The .NET Native Tool-Chain

jbevain · on May 10, 2014

It's pretty cool to see .NET catching up with Mono on that front ;)

Fun fact, MonoTouch applications are built with a very similar pipeline, except that LLVM does the compilation in the end.

The steps 4 and 5 in the blog post map quite exactly to the Mono.Linker and the Mono.Tuner. Both tools are using a XML file format for whitelisting pieces of code that need to be included, that's useful if you're calling code with reflection at runtime which is not statically discoverable at build time.

dochtman · on May 10, 2014

Yeah, the MDIL thing sounds like it could have been an LLVM IR derivative. Too bad they always have to NIH things (though I guess in this case there might be legitimate reasons to do something different than the level of LLVM IR).

bunderbunder · on May 10, 2014

Too bad they always have to NIH things (though I guess in this case there might be legitimate reasons to do something different than the level of LLVM IR).

I'm going to guess that in this case, their reason to not go with LLVM was the most compelling one possible: When Microsoft was designing the .NET toolchain, LLVM didn't exist yet.

Given the timing of when it came out, I wouldn't even be surprised if LLVM wasn't at least partially envisioned as an open-source answer to .NET. In which case there's a hint of NIH behind LLVM, with Mono being the non-NIH open source option.

xyziemba · on May 10, 2014

MDIL is designed to solve a different problem than LLVM IR. LLVM IR is an exchange format between a compiler frontend and backend. MDIL is designed to solve certain fragility problems in binaries.

.NET Native uses MDIL to create a looser coupling between NUTC and the runtime. This means NUTC doesn't have to understand the precise binary layout of the runtime. The binder takes care of fixing that up!

MDIL has more advanced capabilities too. For more background on MDIL, I highly recommend watching the video I linked to in the blog post: http://channel9.msdn.com/Shows/Going+Deep/Mani-Ramaswamy-and...

pjmlp · on May 10, 2014

> Yeah, the MDIL thing sounds like it could have been an LLVM IR derivative.

It comes from the Singularity OS compiler toolchain, which is older than LLVM.

It is also used to deploy .NET applications as native code on Windows Phone 8 devices.

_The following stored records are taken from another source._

use std::path::{Path, PathBuf};

use anyhow::Context;
use reqwest::multipart::{Form, Part};

pub const DEFAULT_ENDPOINT: &str = "http://localhost:5000/upload";
pub const OUTPUT_FILE: &str = "measurements.csv";

pub const MSG_MISSING_IMAGES: &str = "Please upload both images.";
pub const MSG_SUCCESS: &str = "Measurements downloaded successfully!";
pub const MSG_REJECTED: &str = "Error uploading images.";
pub const MSG_FAILED: &str = "An error occurred. Please try again.";

/// What a submission attempt produced: the short user-facing message, and
/// the path of the downloaded CSV when the request succeeded.
#[derive(Debug)]
pub struct UploadOutcome {
    pub message: String,
    pub saved_to: Option<PathBuf>,
}

enum SubmitError {
    /// The backend answered with a non-success status.
    Rejected,
    /// The request never completed or a local read/write failed.
    Failed(anyhow::Error),
}

/// Posts a front and a side photograph to the measurement backend as one
/// multipart request and saves the CSV response body. One request per
/// submission; no retry, no partial success.
pub struct MeasurementClient {
    endpoint: String,
    output_dir: PathBuf,
    client: reqwest::Client,
}

impl MeasurementClient {
    pub fn new(endpoint: impl Into<String>, output_dir: impl Into<PathBuf>) -> Self {
        Self {
            endpoint: endpoint.into(),
            output_dir: output_dir.into(),
            client: reqwest::Client::new(),
        }
    }

    pub async fn submit(&self, front: Option<&Path>, side: Option<&Path>) -> UploadOutcome {
        let (Some(front), Some(side)) = (front, side) else {
            return UploadOutcome {
                message: MSG_MISSING_IMAGES.to_string(),
                saved_to: None,
            };
        };

        match self.try_submit(front, side).await {
            Ok(saved_to) => UploadOutcome {
                message: MSG_SUCCESS.to_string(),
                saved_to: Some(saved_to),
            },
            Err(SubmitError::Rejected) => UploadOutcome {
                message: MSG_REJECTED.to_string(),
                saved_to: None,
            },
            Err(SubmitError::Failed(error)) => {
                log::error!("Measurement upload failed: {error:#}");
                UploadOutcome {
                    message: MSG_FAILED.to_string(),
                    saved_to: None,
                }
            }
        }
    }

    async fn try_submit(&self, front: &Path, side: &Path) -> Result<PathBuf, SubmitError> {
        let form = Form::new()
            .part("front_image", part_from_file(front).map_err(SubmitError::Failed)?)
            .part("side_image", part_from_file(side).map_err(SubmitError::Failed)?);

        let response = self
            .client
            .post(&self.endpoint)
            .multipart(form)
            .send()
            .await
            .map_err(|error| SubmitError::Failed(error.into()))?;

        if !response.status().is_success() {
            return Err(SubmitError::Rejected);
        }

        let body = response
            .bytes()
            .await
            .map_err(|error| SubmitError::Failed(error.into()))?;

        let output_path = self.output_dir.join(OUTPUT_FILE);
        std::fs::write(&output_path, &body)
            .with_context(|| format!("Failed to write {}", output_path.display()))
            .map_err(SubmitError::Failed)?;

        Ok(output_path)
    }
}

fn part_from_file(path: &Path) -> anyhow::Result<Part> {
    let bytes = std::fs::read(path)
        .with_context(|| format!("Failed to read image {}", path.display()))?;

    let file_name = path
        .file_name()
        .map(|name| name.to_string_lossy().into_owned())
        .unwrap_or_else(|| "image".to_string());

    Ok(Part::bytes(bytes).file_name(file_name))
}

#[cfg(test)]
mod tests {
    use super::*;
    use tokio::io::{AsyncReadExt, AsyncWriteExt};
    use tokio::net::TcpListener;

    /// One-shot HTTP server: accepts a single connection, reads the full
    /// request, and answers with the given status line and body.
    async fn one_shot_server(status_line: &'static str, body: &'static [u8]) -> String {
        let listener = TcpListener::bind("127.0.0.1:0").await.unwrap();
        let address = listener.local_addr().unwrap();

        tokio::spawn(async move {
            let (mut stream, _) = listener.accept().await.unwrap();
            let mut request = Vec::new();
            let mut chunk = [0u8; 4096];

            // Read headers, then the declared body length.
            let header_end = loop {
                let read = stream.read(&mut chunk).await.unwrap();
                request.extend_from_slice(&chunk[..read]);
                if let Some(position) = request.windows(4).position(|w| w == b"\r\n\r\n") {
                    break position + 4;
                }
            };

            let headers = String::from_utf8_lossy(&request[..header_end]).to_lowercase();
            let content_length: usize = headers
                .lines()
                .find_map(|line| line.strip_prefix("content-length:"))
                .and_then(|value| value.trim().parse().ok())
                .unwrap_or(0);

            while request.len() - header_end < content_length {
                let read = stream.read(&mut chunk).await.unwrap();
                request.extend_from_slice(&chunk[..read]);
            }

            let response = format!(
                "{status_line}\r\nContent-Length: {}\r\nConnection: close\r\n\r\n",
                body.len()
            );
            stream.write_all(response.as_bytes()).await.unwrap();
            stream.write_all(body).await.unwrap();
            stream.shutdown().await.unwrap();
        });

        format!("http://{address}/upload")
    }

    fn write_image(dir: &Path, name: &str) -> PathBuf {
        let path = dir.join(name);
        std::fs::write(&path, b"not really a jpeg").unwrap();
        path
    }

    #[tokio::test]
    async fn missing_images_short_circuit_without_a_request() {
        let dir = tempfile::tempdir().unwrap();
        let front = write_image(dir.path(), "front.jpg");

        // Unroutable endpoint: any attempted request would error loudly
        // rather than produce the missing-images message.
        let client = MeasurementClient::new("http://127.0.0.1:1/upload", dir.path());

        for (front, side) in [
            (None, None),
            (Some(front.as_path()), None),
            (None, Some(front.as_path())),
        ] {
            let outcome = client.submit(front, side).await;
            assert_eq!(outcome.message, MSG_MISSING_IMAGES);
            assert!(outcome.saved_to.is_none());
        }

        assert!(!dir.path().join(OUTPUT_FILE).exists());
    }

    #[tokio::test]
    async fn successful_upload_downloads_one_csv() {
        let dir = tempfile::tempdir().unwrap();
        let front = write_image(dir.path(), "front.jpg");
        let side = write_image(dir.path(), "side.jpg");

        let endpoint = one_shot_server("HTTP/1.1 200 OK", b"waist,92\nchest,101\n").await;
        let client = MeasurementClient::new(endpoint, dir.path());

        let outcome = client.submit(Some(&front), Some(&side)).await;
        assert_eq!(outcome.message, MSG_SUCCESS);

        let saved_to = outcome.saved_to.expect("a CSV should have been saved");
        assert_eq!(saved_to, dir.path().join(OUTPUT_FILE));
        assert_eq!(
            std::fs::read(&saved_to).unwrap(),
            b"waist,92\nchest,101\n".to_vec()
        );
    }

    #[tokio::test]
    async fn rejected_upload_reports_error_message() {
        let dir = tempfile::tempdir().unwrap();
        let front = write_image(dir.path(), "front.jpg");
        let side = write_image(dir.path(), "side.jpg");

        let endpoint = one_shot_server("HTTP/1.1 500 Internal Server Error", b"").await;
        let client = MeasurementClient::new(endpoint, dir.path());

        let outcome = client.submit(Some(&front), Some(&side)).await;
        assert_eq!(outcome.message, MSG_REJECTED);
        assert!(outcome.saved_to.is_none());
        assert!(!dir.path().join(OUTPUT_FILE).exists());
    }

    #[tokio::test]
    async fn unreachable_backend_reports_generic_failure() {
        let dir = tempfile::tempdir().unwrap();
        let front = write_image(dir.path(), "front.jpg");
        let side = write_image(dir.path(), "side.jpg");

        let client = MeasurementClient::new("http://127.0.0.1:1/upload", dir.path());

        let outcome = client.submit(Some(&front), Some(&side)).await;
        assert_eq!(outcome.message, MSG_FAILED);
        assert!(outcome.saved_to.is_none());
    }
}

gsnedders · on May 10, 2014

LLVM goes back to 2003, and Sing# is based on Spec# which is only 2004?

pjmlp · on May 10, 2014

The Wikipedia mentions 2003 and we can assume there was already work going on before.

http://en.wikipedia.org/wiki/Singularity_%28operating_system...

Although the first published papers are indeed from 2004.

gsnedders · on May 10, 2014

Work on LLVM started in 2000, FWIW.

gsnedders · on May 10, 2014

Competition isn't per-se bad, and if we're assuming they aren't using LLVM, what gains are there to using the IR? More front-ends, I suppose. But I wouldn't be surprised if they had more machine dependent behaviour than LLVM IR (which, let's be honest, includes a fair bit), especially for things like overflow detection. There also are pretty bad limitations to LLVM IR's ability to deal with GC roots, which for MDIL will be especially important.

stephengillie · on May 10, 2014

MS is one of the very few organizations to whom I'll give an NIH pass, if for no other reason than merely to have someone exploring alternate implementations.

macca321 · on May 11, 2014

I don't know if there would be any point to Microsoft if they didn't NIH.

zvrba · on May 10, 2014

LLVM IR is machine-independent, so the NIH accusation is not really fair.

MDIL is described to be the platform's native machine code + some extension tokens (to avoid direct encoding of pointers, for example).

A similar LLVM IR derivative would no longer be by a long shot something resembling LLVM IR, so the property of being "derivative" would not buy you anything.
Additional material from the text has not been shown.